Researchers from Western University have utilized their own game-changing technology – previously developed for use with patients in a vegetative state – to assess a more prevalent group of brain-injured patients, those in the minimally conscious state (MCS). Their findings were released today in Neurology®, the medical journal of the American Academy of Neurology.
The study, led by Adrian Owen, Canada Excellence Research Chair in Cognitive Neuroscience and Imaging, and Damian Cruse of Western’s Brain and Mind Institute, is a follow-up to the team’s groundbreaking Lancet publication from November 2011 that used electroencephalography (EEG) to show that some vegetative state patients were able to reliably follow commands, even though this ability was entirely undetectable from their external behaviour.
In the new paper, titled “The relationship between aetiology and covert cognition in the minimally-conscious state,” the MCS patients showed some inconsistent but reproducible external signs of awareness, such as being able to follow their eyes in a mirror. Cruse says, however, that currently very little is known about their ‘internal’ state of awareness that may be hidden from their external behaviour.
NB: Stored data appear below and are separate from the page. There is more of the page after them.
//! ---
//! freed_section: "02-protocol"
//! freed_subsection: "module"
//! freed_type: "source"
//! freed_scope: "code"
//! freed_description: "UDP listener feeding the packet validator."
//! freed_version: "v1.0.0"
//! freed_owner: "tbd"
//! ---
use std::io;
use std::net::SocketAddr;
use std::time::Duration;

use freed_common::time::achieved_rate;
use freed_common::{CancelSignal, ListenerConfig};
use freed_logging::{freed_debug, freed_info, freed_warn, log_session_event, LogContext};
use freed_logging::{SessionOutcome, SessionRole};
use thiserror::Error;
use tokio::net::UdpSocket;
use tokio::time::{interval_at, Instant, MissedTickBehavior};

use crate::report::PacketReport;
use crate::summary::ValidationSummary;
use crate::validator::PacketValidator;

#[derive(Debug, Error)]
pub enum ListenerError {
    #[error("port unavailable: cannot bind {addr}: {source}")]
    PortUnavailable {
        addr: SocketAddr,
        #[source]
        source: io::Error,
    },
    #[error("invalid listener configuration: {0}")]
    InvalidConfig(String),
}

/// Events delivered to the caller of [`Listener::run`].
#[derive(Debug)]
pub enum ListenerEvent<'a> {
    /// The socket is bound and the receive loop is about to start.
    Ready { local_addr: SocketAddr },
    /// One datagram, in arrival order.
    Packet(&'a PacketReport),
    /// Datagrams per second over the last rate interval.
    Rate {
        packets_per_second: f64,
        total: u64,
    },
}

/// Why a listening session ended.
#[derive(Debug, Clone, Copy, PartialEq, Eq)]
pub enum ListenerExit {
    Cancelled,
    InactivityTimeout,
    DurationElapsed,
}

enum Wait {
    Received(io::Result<(usize, SocketAddr)>),
    TimedOut,
    DurationElapsed,
    RateTick,
    Cancelled,
}

/// Consecutive receive failures tolerated before backing off.
const RECV_ERROR_STREAK: u32 = 3;
const RECV_ERROR_BACKOFF: Duration = Duration::from_millis(100);

/// Pause before the next receive after `streak` consecutive failures.
fn recv_backoff(streak: u32) -> Option<Duration> {
    (streak >= RECV_ERROR_STREAK).then_some(RECV_ERROR_BACKOFF)
}

async fn sleep_until_some(deadline: Option<Instant>) {
    match deadline {
        Some(deadline) => tokio::time::sleep_until(deadline).await,
        None => std::future::pending().await,
    }
}

/// Owns one UDP socket and validates everything that arrives on it.
#[derive(Debug)]
pub struct Listener {
    socket: UdpSocket,
    config: ListenerConfig,
    validator: PacketValidator,
}

impl Listener {
    pub async fn bind(config: &ListenerConfig) -> Result<Self, ListenerError> {
        config
            .validate()
            .map_err(|err| ListenerError::InvalidConfig(err.to_string()))?;
        let addr = config.bind_addr();
        let socket = UdpSocket::bind(addr)
            .await
            .map_err(|source| ListenerError::PortUnavailable { addr, source })?;
        Ok(Self {
            socket,
            config: config.clone(),
            validator: PacketValidator::new(),
        })
    }

    pub fn local_addr(&self) -> io::Result<SocketAddr> {
        self.socket.local_addr()
    }

    pub fn validator(&self) -> &PacketValidator {
        &self.validator
    }

    pub fn summary(&self) -> ValidationSummary {
        self.validator.summary()
    }

    /// Receive and report datagrams until cancelled, idle for longer than
    /// the inactivity timeout, or past the total session duration.
    ///
    /// The summary is reset when the session starts. `on_event` first sees
    /// [`ListenerEvent::Ready`], then one [`ListenerEvent::Packet`] per
    /// datagram, with a [`ListenerEvent::Rate`] every rate interval.
    pub async fn run<F>(
        &mut self,
        cancel: &mut CancelSignal,
        mut on_event: F,
    ) -> Result<ListenerExit, ListenerError>
    where
        F: FnMut(ListenerEvent<'_>),
    {
        self.validator.reset();
        let local_addr = self.socket.local_addr().map_err(|source| {
            ListenerError::PortUnavailable {
                addr: self.config.bind_addr(),
                source,
            }
        })?;
        let ctx = LogContext::new().with_role(SessionRole::Validator);
        freed_info!(context = ctx.clone(), "listening for FreeD packets on {}", local_addr);
        on_event(ListenerEvent::Ready { local_addr });

        let started = Instant::now();
        let session_end = self.config.duration.map(|limit| started + limit);
        let mut last_datagram = started;
        let mut ticker = interval_at(started + self.config.rate_interval, self.config.rate_interval);
        ticker.set_missed_tick_behavior(MissedTickBehavior::Delay);
        let mut window_start = started;
        let mut window_packets = 0u64;

        let mut buf = vec![0u8; self.config.recv_buffer];
        let mut sequence = 0u64;
        let mut error_streak = 0u32;
        let exit = loop {
            let idle_end = self
                .config
                .inactivity_timeout
                .map(|limit| last_datagram + limit);
            let wait = tokio::select! {
                biased;
                _ = cancel.cancelled() => Wait::Cancelled,
                _ = sleep_until_some(session_end) => Wait::DurationElapsed,
                _ = sleep_until_some(idle_end) => Wait::TimedOut,
                _ = ticker.tick() => Wait::RateTick,
                result = self.socket.recv_from(&mut buf) => Wait::Received(result),
            };

            match wait {
                Wait::Cancelled => break ListenerExit::Cancelled,
                Wait::DurationElapsed => break ListenerExit::DurationElapsed,
                Wait::TimedOut => break ListenerExit::InactivityTimeout,
                Wait::RateTick => {
                    let now = Instant::now();
                    on_event(ListenerEvent::Rate {
                        packets_per_second: achieved_rate(window_packets, now - window_start),
                        total: self.validator.summary().total(),
                    });
                    window_start = now;
                    window_packets = 0;
                }
                Wait::Received(Ok((len, source))) => {
                    error_streak = 0;
                    last_datagram = Instant::now();
                    sequence += 1;
                    window_packets += 1;
                    let report = self.validator.inspect(source, &buf[..len]);
                    freed_debug!(
                        context = ctx.clone().with_sequence(sequence),
                        "{} byte datagram from {} classified as {}",
                        len,
                        source,
                        report.kind()
                    );
                    on_event(ListenerEvent::Packet(&report));
                }
                Wait::Received(Err(err)) => {
                    error_streak = error_streak.saturating_add(1);
                    self.validator.counter().record_recv_error();
                    if error_streak == 1 {
                        freed_warn!(context = ctx.clone(), "receive failed: {}", err);
                    } else {
                        freed_debug!(
                            context = ctx.clone(),
                            "receive failed ({} in a row): {}",
                            error_streak,
                            err
                        );
                    }
                    if let Some(pause) = recv_backoff(error_streak) {
                        tokio::select! {
                            biased;
                            _ = cancel.cancelled() => break ListenerExit::Cancelled,
                            _ = tokio::time::sleep(pause) => {}
                        }
                    }
                }
            }
        };

        let summary = self.validator.summary();
        let (event, outcome) = match exit {
            ListenerExit::Cancelled => ("listener.cancelled", SessionOutcome::Cancelled),
            ListenerExit::InactivityTimeout => ("listener.timeout", SessionOutcome::Success),
            ListenerExit::DurationElapsed => ("listener.duration_elapsed", SessionOutcome::Success),
        };
        log_session_event(Some(&ctx), event, &summary.to_string(), outcome);
        Ok(exit)
    }
}
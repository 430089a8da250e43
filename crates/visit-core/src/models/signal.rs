// ABOUTME: Raw congestion signal reading with traffic index and parking pressure
// ABOUTME: Enforces the [0, 1] domain by clamping rather than rejecting values
//
// SPDX-License-Identifier: MIT OR Apache-2.0
// Copyright (c) 2025 Async-IO.org

use serde::{Deserialize, Serialize};

/// Clamp a signal index into `[0, 1]`
///
/// Infinities saturate at the nearest bound. `NaN` carries no ordering, so it
/// collapses to `0.0`.
#[must_use]
pub fn clamp_index(value: f64) -> f64 {
    if value.is_nan() {
        0.0
    } else {
        value.clamp(0.0, 1.0)
    }
}

/// One instant's congestion signals for an area
#[derive(Debug, Clone, Copy, PartialEq, Serialize, Deserialize)]
pub struct SignalReading {
    /// Normalized vehicular/pedestrian density (0 = quiet, 1 = gridlock)
    pub traffic_index: f64,
    /// Normalized parking scarcity (0 = plenty of spaces, 1 = full)
    pub parking_pressure: f64,
}

impl SignalReading {
    /// Build a reading, clamping both indices into `[0, 1]`
    #[must_use]
    pub fn new(traffic_index: f64, parking_pressure: f64) -> Self {
        Self {
            traffic_index: clamp_index(traffic_index),
            parking_pressure: clamp_index(parking_pressure),
        }
    }

    /// Copy of this reading with both indices clamped into `[0, 1]`
    ///
    /// Readings deserialized from outside the service bypass [`Self::new`],
    /// so consumers call this before doing arithmetic.
    #[must_use]
    pub fn clamped(self) -> Self {
        Self::new(self.traffic_index, self.parking_pressure)
    }
}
“Using our EEG approach, we found that 22 per cent of 23 MCS patients were able to complete a complex task which required them to imagine particular types of movement,” says Cruse, a Post-Doctoral Fellow at the Brain and Mind Institute and the lead writer of the paper. “This tells us that these patients have a much higher level of cognitive ability than what you could detect from their behaviour.”
Cruse adds that the cause of the brain injury was a determining factor in finding these cognitive abilities as 33 per cent of traumatically injured patients (e.g. traffic accident, fall) returned positive EEG results compared to zero per cent of non-traumatically injured patients (e.g. heart attack, stroke).
The research team, in collaboration with Steven Laureys at the University of Liège, Belgium, asked patients approximately 100 times each to imagine moving his or her right-hand and toes. By making recordings of the patients’ EEG, a measure of the electrical activity of the brain, the team showed that 22 per cent of the MCS patients were able to produce patterns of brain activity that were indistinguishable from a healthy individual following the same commands.
“There are a large number of patients in the MCS worldwide, and our approach highlights the importance of using EEG and other forms of brain imaging when assessing the mental capabilities of patients following brain injury,” says Cruse “It reinforces our understanding that the externally observable abilities of a patient are not necessarily a true reflection of their internal state.”